Opinión

«Democracia y Justicia»

El presidente de la Generalitat, Quim Torra. ANTONIO MORENO

LUIS MARÍA ANSON

Los medios de comunicación han reproducido a lo largo de la pasada semana la respuesta de Torra al Rey: «El problema de Cataluña no es la convivencia sino la democracia y la Justicia». Tiene razón Torra. Toda la razón. El problema es la Justicia, porque el presidente marioneta de la Generalidad debería estar o en la cárcel, como Oriol Junqueras, o prófugo como su caudillo Carlos Puigdemont. El presidente títere de la Generalidad es carne de prisión. Lleva meses extramuros de la Constitución, haciendo toda clase de trampas y jugarretas. Recrea patrocinios, otorga subvenciones, reabre embajadas, hace visitas y desplantes, todo ello en favor de la secesión.

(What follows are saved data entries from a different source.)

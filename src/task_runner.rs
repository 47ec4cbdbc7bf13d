//! Periodic background workers with failure backoff
//!
//! Each worker runs one iteration, then sleeps for its period. Consecutive
//! failures stretch the sleep with exponential backoff (capped) and are
//! escalated once a threshold is reached. Workers stop cooperatively when
//! the shutdown broadcast fires.

use std::time::Duration;
use tokio::sync::broadcast;
use tokio::time::sleep;
use tracing::{debug, error, info, warn};

/// Backoff configuration for background workers
#[derive(Debug, Clone)]
pub struct BackoffConfig {
    /// Consecutive failures after which the worker is reported as degraded
    pub escalate_after: u32,
    /// Initial delay after a failure
    pub initial_retry_delay: Duration,
    /// Maximum delay between retries
    pub max_retry_delay: Duration,
}

impl Default for BackoffConfig {
    fn default() -> Self {
        Self {
            escalate_after: 5,
            initial_retry_delay: Duration::from_secs(1),
            max_retry_delay: Duration::from_secs(60),
        }
    }
}

/// Internal failure tracking
#[derive(Debug)]
struct BackoffState {
    consecutive_failures: u32,
    current_retry_delay: Duration,
}

impl BackoffState {
    fn new(initial_delay: Duration) -> Self {
        Self {
            consecutive_failures: 0,
            current_retry_delay: initial_delay,
        }
    }

    /// Returns the delay to wait before the next attempt
    fn record_failure(&mut self, max_delay: Duration) -> Duration {
        self.consecutive_failures += 1;
        let delay = self.current_retry_delay;
        self.current_retry_delay = std::cmp::min(self.current_retry_delay * 2, max_delay);
        delay
    }

    fn reset(&mut self, initial_delay: Duration) {
        self.consecutive_failures = 0;
        self.current_retry_delay = initial_delay;
    }
}

/// Counts reported when a worker stops
#[derive(Debug, Clone, Copy, Default, PartialEq, Eq)]
pub struct WorkerStats {
    pub iterations: u64,
    pub failures: u64,
}

/// Run `task_fn` every `period` until shutdown is signalled.
///
/// A failing iteration is retried after the backoff delay instead of the
/// period. The worker never gives up on its own.
pub async fn run_periodic<F, Fut>(
    task_name: &str,
    period: Duration,
    config: BackoffConfig,
    mut shutdown: broadcast::Receiver<()>,
    mut task_fn: F,
) -> WorkerStats
where
    F: FnMut() -> Fut,
    Fut: std::future::Future<Output = Result<(), String>>,
{
    let mut state = BackoffState::new(config.initial_retry_delay);
    let mut stats = WorkerStats::default();
    info!("Worker '{}' started (every {:?})", task_name, period);

    loop {
        stats.iterations += 1;
        let wait = match task_fn().await {
            Ok(()) => {
                if state.consecutive_failures > 0 {
                    warn!(
                        "Worker '{}' recovered after {} failures",
                        task_name, state.consecutive_failures
                    );
                }
                state.reset(config.initial_retry_delay);
                period
            }
            Err(e) => {
                stats.failures += 1;
                let delay = state.record_failure(config.max_retry_delay);
                if state.consecutive_failures >= config.escalate_after {
                    error!(
                        "Worker '{}' is degraded: {} consecutive failures, last error: {}",
                        task_name, state.consecutive_failures, e
                    );
                } else {
                    warn!(
                        "Worker '{}' failed (attempt {}): {}",
                        task_name, state.consecutive_failures, e
                    );
                }
                debug!("Worker '{}' will retry in {:?}", task_name, delay);
                delay
            }
        };

        tokio::select! {
            _ = sleep(wait) => {}
            _ = shutdown.recv() => break,
        }
    }

    info!(
        "Worker '{}' stopped after {} iterations ({} failed)",
        task_name, stats.iterations, stats.failures
    );
    stats
}
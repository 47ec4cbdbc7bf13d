use async_trait::async_trait;
use chrono::{DateTime, Utc};
use serde::{Deserialize, Serialize};
use thiserror::Error;

#[derive(Debug, Error, Clone, PartialEq)]
pub enum NotificationError {
    #[error("Notification transport failed: {0}")]
    Transport(String),

    #[error("Notification provider rejected the message: {0}")]
    Rejected(String),

    #[error("Malformed provider response: {0}")]
    Malformed(String),
}

/// Reply received on the notification channel
#[derive(Debug, Clone, PartialEq, Eq, Serialize, Deserialize)]
pub struct InboundMessage {
    pub id: String,
    pub body: String,
    pub from: String,
    pub sent_at: DateTime<Utc>,
}

/// Out-of-band channel to the human approver
#[async_trait]
pub trait NotificationService: Send + Sync {
    async fn send(&self, message: &str) -> Result<(), NotificationError>;

    /// Most recent inbound messages, newest first
    async fn list_recent_inbound(&self, limit: usize) -> Result<Vec<InboundMessage>, NotificationError>;
}
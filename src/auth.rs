use axum::{
    extract::{Request, State},
    http::StatusCode,
    middleware::Next,
    response::Response,
};
use std::sync::Arc;
use thiserror::Error;
use zeroize::Zeroizing;

/// Minimum accepted key length (256 bits of base64)
pub const MIN_KEY_LENGTH: usize = 32;

#[derive(Debug, Error, PartialEq)]
pub enum AuthError {
    #[error("No API keys configured. Set API_KEYS to a comma-separated list of keys")]
    NoKeys,

    #[error("API key too short (length {length}, minimum {MIN_KEY_LENGTH}). Generate one with: openssl rand -base64 32")]
    WeakKey { length: usize },
}

/// Operator API keys accepted as Bearer tokens
pub struct ApiKeys {
    keys: Vec<Zeroizing<String>>,
}

impl ApiKeys {
    /// Parse a comma-separated key list. Refuses to build an empty or weak
    /// key set so the API never runs unauthenticated.
    pub fn parse(raw: &str) -> Result<Self, AuthError> {
        let mut keys: Vec<Zeroizing<String>> = Vec::new();

        for key in raw.split(',').map(str::trim).filter(|k| !k.is_empty()) {
            if key.len() < MIN_KEY_LENGTH {
                tracing::error!(
                    "SECURITY ERROR: API key is too weak (length: {}, minimum: {})",
                    key.len(),
                    MIN_KEY_LENGTH
                );
                return Err(AuthError::WeakKey { length: key.len() });
            }
            if !keys.iter().any(|k| k.as_str() == key) {
                keys.push(Zeroizing::new(key.to_string()));
            }
        }

        if keys.is_empty() {
            return Err(AuthError::NoKeys);
        }

        tracing::info!("✓ API authentication initialized with {} valid key(s)", keys.len());
        Ok(Self { keys })
    }

    pub fn len(&self) -> usize {
        self.keys.len()
    }

    pub fn is_empty(&self) -> bool {
        self.keys.is_empty()
    }

    fn is_valid(&self, key: &str) -> bool {
        self.keys.iter().any(|k| k.as_str() == key)
    }
}

/// Middleware to require a valid Bearer token
pub async fn require_auth(
    State(keys): State<Arc<ApiKeys>>,
    request: Request,
    next: Next,
) -> Result<Response, StatusCode> {
    let auth_header = request
        .headers()
        .get("Authorization")
        .and_then(|v| v.to_str().ok());

    match auth_header.and_then(|auth| auth.strip_prefix("Bearer ")) {
        Some(key) if keys.is_valid(key) => Ok(next.run(request).await),
        Some(_) => {
            tracing::warn!(path = %request.uri().path(), "Invalid API key attempted");
            Err(StatusCode::UNAUTHORIZED)
        }
        None if auth_header.is_some() => {
            tracing::warn!("Invalid Authorization header format (expected Bearer token)");
            Err(StatusCode::UNAUTHORIZED)
        }
        None => {
            tracing::warn!(path = %request.uri().path(), "Missing Authorization header");
            Err(StatusCode::UNAUTHORIZED)
        }
    }
}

La Fiscalía debería haber denunciado las maniobras del racista Torra y los jueces decretar su prisión preventiva, conforme a las exigencias del Estado de Derecho.

Joaquín Torra tiene todo el derecho a defender la independencia de Cataluña, pero ateniéndose a lo que exige el artículo 168 de la Carta Magna: plantear la secesión en el Congreso de los Diputados con la reforma de los artículos correspondientes de la Constitución, obtener los dos tercios favorables del Congreso y los dos tercios del Senado. A continuación, acudir a elecciones generales inmediatas. Y conseguir los dos tercios del nuevo Congreso y del nuevo Senado. Superados esos obstáculos, se celebraría referéndum nacional para que todos los españoles, libres e iguales ante la ley, decidieran aceptar o no la propuesta secesionista de Torra. Eso es lo que exige la Constitución. Así que, en efecto, problema de Justicia, porque el presidente racista debería acompañar en la cárcel a Oriol Junqueras, pues, como él, participa presuntamente en un golpe de Estado, en clara actividad de rebelión, sedición y prevaricación.

Problema de democracia también, porque el títere manejado por Puigdemont no acata las leyes derivadas de la voluntad general libremente expresadas. Y esa es la primera exigencia de la democracia. Torra es un azote para la convivencia, la concordia y el funcionamiento democrático. No está en la cárcel porque Sánchez ganó la moción de censura gracias a los diputados secesionistas; porque los sigue necesitando para satisfacer su obsesión patológica de permanecer en el poder. En otra circunstancia, el Estado de Derecho habría colocado ya al presidente racista entre rejas.

*Luis María Anson, de la Real Academia Española.